_Your objective:_ Output each record exactly. Leave none out.

(Recorded data)
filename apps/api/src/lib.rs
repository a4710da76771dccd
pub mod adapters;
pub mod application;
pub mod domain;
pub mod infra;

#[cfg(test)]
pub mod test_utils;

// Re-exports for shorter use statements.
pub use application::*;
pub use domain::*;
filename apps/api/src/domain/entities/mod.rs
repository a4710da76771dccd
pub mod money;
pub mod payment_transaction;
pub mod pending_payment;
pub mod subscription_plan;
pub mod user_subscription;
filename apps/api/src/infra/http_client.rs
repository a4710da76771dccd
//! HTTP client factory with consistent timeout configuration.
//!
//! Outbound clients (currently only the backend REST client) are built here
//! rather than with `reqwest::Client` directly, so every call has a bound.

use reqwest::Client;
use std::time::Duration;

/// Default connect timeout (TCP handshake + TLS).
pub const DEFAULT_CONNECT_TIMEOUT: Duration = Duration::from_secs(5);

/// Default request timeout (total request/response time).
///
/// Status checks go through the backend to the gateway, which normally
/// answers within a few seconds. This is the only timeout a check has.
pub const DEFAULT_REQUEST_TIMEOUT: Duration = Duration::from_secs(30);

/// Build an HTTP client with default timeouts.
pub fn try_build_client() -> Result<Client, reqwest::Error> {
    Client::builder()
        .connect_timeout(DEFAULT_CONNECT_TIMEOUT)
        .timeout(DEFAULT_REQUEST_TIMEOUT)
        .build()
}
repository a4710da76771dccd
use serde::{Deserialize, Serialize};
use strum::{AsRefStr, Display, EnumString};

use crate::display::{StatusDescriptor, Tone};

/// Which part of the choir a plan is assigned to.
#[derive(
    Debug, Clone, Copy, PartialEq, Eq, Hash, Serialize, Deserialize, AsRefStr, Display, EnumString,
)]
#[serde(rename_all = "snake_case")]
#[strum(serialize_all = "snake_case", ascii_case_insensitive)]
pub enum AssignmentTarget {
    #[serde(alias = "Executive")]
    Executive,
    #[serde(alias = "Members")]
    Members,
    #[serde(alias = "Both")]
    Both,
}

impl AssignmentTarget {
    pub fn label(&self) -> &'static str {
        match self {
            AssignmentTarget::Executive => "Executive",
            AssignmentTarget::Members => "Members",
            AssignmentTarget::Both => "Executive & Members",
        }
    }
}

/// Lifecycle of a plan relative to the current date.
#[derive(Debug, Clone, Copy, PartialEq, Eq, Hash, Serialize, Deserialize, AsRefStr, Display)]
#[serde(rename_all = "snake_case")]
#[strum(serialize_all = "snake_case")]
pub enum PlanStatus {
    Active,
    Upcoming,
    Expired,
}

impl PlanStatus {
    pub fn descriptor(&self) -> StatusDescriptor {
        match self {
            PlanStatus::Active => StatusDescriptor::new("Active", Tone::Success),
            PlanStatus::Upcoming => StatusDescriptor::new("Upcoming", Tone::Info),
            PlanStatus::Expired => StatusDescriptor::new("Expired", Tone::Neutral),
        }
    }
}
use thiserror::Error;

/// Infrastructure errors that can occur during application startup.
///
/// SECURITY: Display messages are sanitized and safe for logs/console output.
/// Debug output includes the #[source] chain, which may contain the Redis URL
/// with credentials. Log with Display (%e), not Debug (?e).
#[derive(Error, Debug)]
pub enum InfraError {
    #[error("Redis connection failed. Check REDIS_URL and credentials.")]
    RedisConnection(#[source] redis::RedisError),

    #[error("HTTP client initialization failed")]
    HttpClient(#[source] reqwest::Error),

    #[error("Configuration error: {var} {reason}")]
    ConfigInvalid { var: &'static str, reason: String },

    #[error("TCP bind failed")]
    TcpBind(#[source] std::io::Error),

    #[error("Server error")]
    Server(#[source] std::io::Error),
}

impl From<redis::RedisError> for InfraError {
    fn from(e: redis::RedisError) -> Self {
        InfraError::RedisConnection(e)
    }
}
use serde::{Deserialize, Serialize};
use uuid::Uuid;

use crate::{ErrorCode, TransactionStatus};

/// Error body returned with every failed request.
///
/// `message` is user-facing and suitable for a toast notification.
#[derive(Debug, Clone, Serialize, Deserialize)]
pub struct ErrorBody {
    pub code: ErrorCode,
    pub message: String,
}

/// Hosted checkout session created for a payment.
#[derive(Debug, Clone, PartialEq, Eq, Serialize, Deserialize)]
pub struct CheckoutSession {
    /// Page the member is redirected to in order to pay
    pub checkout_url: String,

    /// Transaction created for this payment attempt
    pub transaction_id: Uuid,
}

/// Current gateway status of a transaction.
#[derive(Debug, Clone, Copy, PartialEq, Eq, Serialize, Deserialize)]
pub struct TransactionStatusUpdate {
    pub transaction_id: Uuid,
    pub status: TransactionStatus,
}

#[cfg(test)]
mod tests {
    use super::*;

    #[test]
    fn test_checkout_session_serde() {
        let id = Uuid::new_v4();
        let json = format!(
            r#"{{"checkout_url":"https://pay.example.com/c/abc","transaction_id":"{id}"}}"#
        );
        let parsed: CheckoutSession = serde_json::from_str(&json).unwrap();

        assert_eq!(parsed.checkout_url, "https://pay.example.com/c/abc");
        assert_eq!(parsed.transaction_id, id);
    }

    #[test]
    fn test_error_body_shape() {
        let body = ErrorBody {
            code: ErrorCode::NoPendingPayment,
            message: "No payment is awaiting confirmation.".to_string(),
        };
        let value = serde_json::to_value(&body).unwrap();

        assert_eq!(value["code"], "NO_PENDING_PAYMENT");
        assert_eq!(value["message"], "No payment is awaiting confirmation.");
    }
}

_Exercise answer:_
filename apps/api/src/lib.rs
repository a4710da76771dccd
pub mod adapters;
pub mod application;
pub mod domain;
pub mod infra;

#[cfg(test)]
pub mod test_utils;

// Re-exports for shorter use statements.
pub use application::*;
pub use domain::*;
filename apps/api/src/domain/entities/mod.rs
repository a4710da76771dccd
pub mod money;
pub mod payment_transaction;
pub mod pending_payment;
pub mod subscription_plan;
pub mod user_subscription;
filename apps/api/src/infra/http_client.rs
repository a4710da76771dccd
//! HTTP client factory with consistent timeout configuration.
//!
//! Outbound clients (currently only the backend REST client) are built here
//! rather than with `reqwest::Client` directly, so every call has a bound.

use reqwest::Client;
use std::time::Duration;

/// Default connect timeout (TCP handshake + TLS).
pub const DEFAULT_CONNECT_TIMEOUT: Duration = Duration::from_secs(5);

/// Default request timeout (total request/response time).
///
/// Status checks go through the backend to the gateway, which normally
/// answers within a few seconds. This is the only timeout a check has.
pub const DEFAULT_REQUEST_TIMEOUT: Duration = Duration::from_secs(30);

/// Build an HTTP client with default timeouts.
pub fn try_build_client() -> Result<Client, reqwest::Error> {
    Client::builder()
        .connect_timeout(DEFAULT_CONNECT_TIMEOUT)
        .timeout(DEFAULT_REQUEST_TIMEOUT)
        .build()
}
repository a4710da76771dccd
use serde::{Deserialize, Serialize};
use strum::{AsRefStr, Display, EnumString};

use crate::display::{StatusDescriptor, Tone};

/// Which part of the choir a plan is assigned to.
#[derive(
    Debug, Clone, Copy, PartialEq, Eq, Hash, Serialize, Deserialize, AsRefStr, Display, EnumString,
)]
#[serde(rename_all = "snake_case")]
#[strum(serialize_all = "snake_case", ascii_case_insensitive)]
pub enum AssignmentTarget {
    #[serde(alias = "Executive")]
    Executive,
    #[serde(alias = "Members")]
    Members,
    #[serde(alias = "Both")]
    Both,
}

impl AssignmentTarget {
    pub fn label(&self) -> &'static str {
        match self {
            AssignmentTarget::Executive => "Executive",
            AssignmentTarget::Members => "Members",
            AssignmentTarget::Both => "Executive & Members",
        }
    }
}

/// Lifecycle of a plan relative to the current date.
#[derive(Debug, Clone, Copy, PartialEq, Eq, Hash, Serialize, Deserialize, AsRefStr, Display)]
#[serde(rename_all = "snake_case")]
#[strum(serialize_all = "snake_case")]
pub enum PlanStatus {
    Active,
    Upcoming,
    Expired,
}

impl PlanStatus {
    pub fn descriptor(&self) -> StatusDescriptor {
        match self {
            PlanStatus::Active => StatusDescriptor::new("Active", Tone::Success),
            PlanStatus::Upcoming => StatusDescriptor::new("Upcoming", Tone::Info),
            PlanStatus::Expired => StatusDescriptor::new("Expired", Tone::Neutral),
        }
    }
}
use thiserror::Error;

/// Infrastructure errors that can occur during application startup.
///
/// SECURITY: Display messages are sanitized and safe for logs/console output.
/// Debug output includes the #[source] chain, which may contain the Redis URL
/// with credentials. Log with Display (%e), not Debug (?e).
#[derive(Error, Debug)]
pub enum InfraError {
    #[error("Redis connection failed. Check REDIS_URL and credentials.")]
    RedisConnection(#[source] redis::RedisError),

    #[error("HTTP client initialization failed")]
    HttpClient(#[source] reqwest::Error),

    #[error("Configuration error: {var} {reason}")]
    ConfigInvalid { var: &'static str, reason: String },

    #[error("TCP bind failed")]
    TcpBind(#[source] std::io::Error),

    #[error("Server error")]
    Server(#[source] std::io::Error),
}

impl From<redis::RedisError> for InfraError {
    fn from(e: redis::RedisError) -> Self {
        InfraError::RedisConnection(e)
    }
}
use serde::{Deserialize, Serialize};
use uuid::Uuid;

use crate::{ErrorCode, TransactionStatus};

/// Error body returned with every failed request.
///
/// `message` is user-facing and suitable for a toast notification.
#[derive(Debug, Clone, Serialize, Deserialize)]
pub struct ErrorBody {
    pub code: ErrorCode,
    pub message: String,
}

/// Hosted checkout session created for a payment.
#[derive(Debug, Clone, PartialEq, Eq, Serialize, Deserialize)]
pub struct CheckoutSession {
    /// Page the member is redirected to in order to pay
    pub checkout_url: String,

    /// Transaction created for this payment attempt
    pub transaction_id: Uuid,
}

/// Current gateway status of a transaction.
#[derive(Debug, Clone, Copy, PartialEq, Eq, Serialize, Deserialize)]
pub struct TransactionStatusUpdate {
    pub transaction_id: Uuid,
    pub status: TransactionStatus,
}

#[cfg(test)]
mod tests {
    use super::*;

    #[test]
    fn test_checkout_session_serde() {
        let id = Uuid::new_v4();
        let json = format!(
            r#"{{"checkout_url":"https://pay.example.com/c/abc","transaction_id":"{id}"}}"#
        );
        let parsed: CheckoutSession = serde_json::from_str(&json).unwrap();

        assert_eq!(parsed.checkout_url, "https://pay.example.com/c/abc");
        assert_eq!(parsed.transaction_id, id);
    }

    #[test]
    fn test_error_body_shape() {
        let body = ErrorBody {
            code: ErrorCode::NoPendingPayment,
            message: "No payment is awaiting confirmation.".to_string(),
        };
        let value = serde_json::to_value(&body).unwrap();

        assert_eq!(value["code"], "NO_PENDING_PAYMENT");
        assert_eq!(value["message"], "No payment is awaiting confirmation.");
    }
}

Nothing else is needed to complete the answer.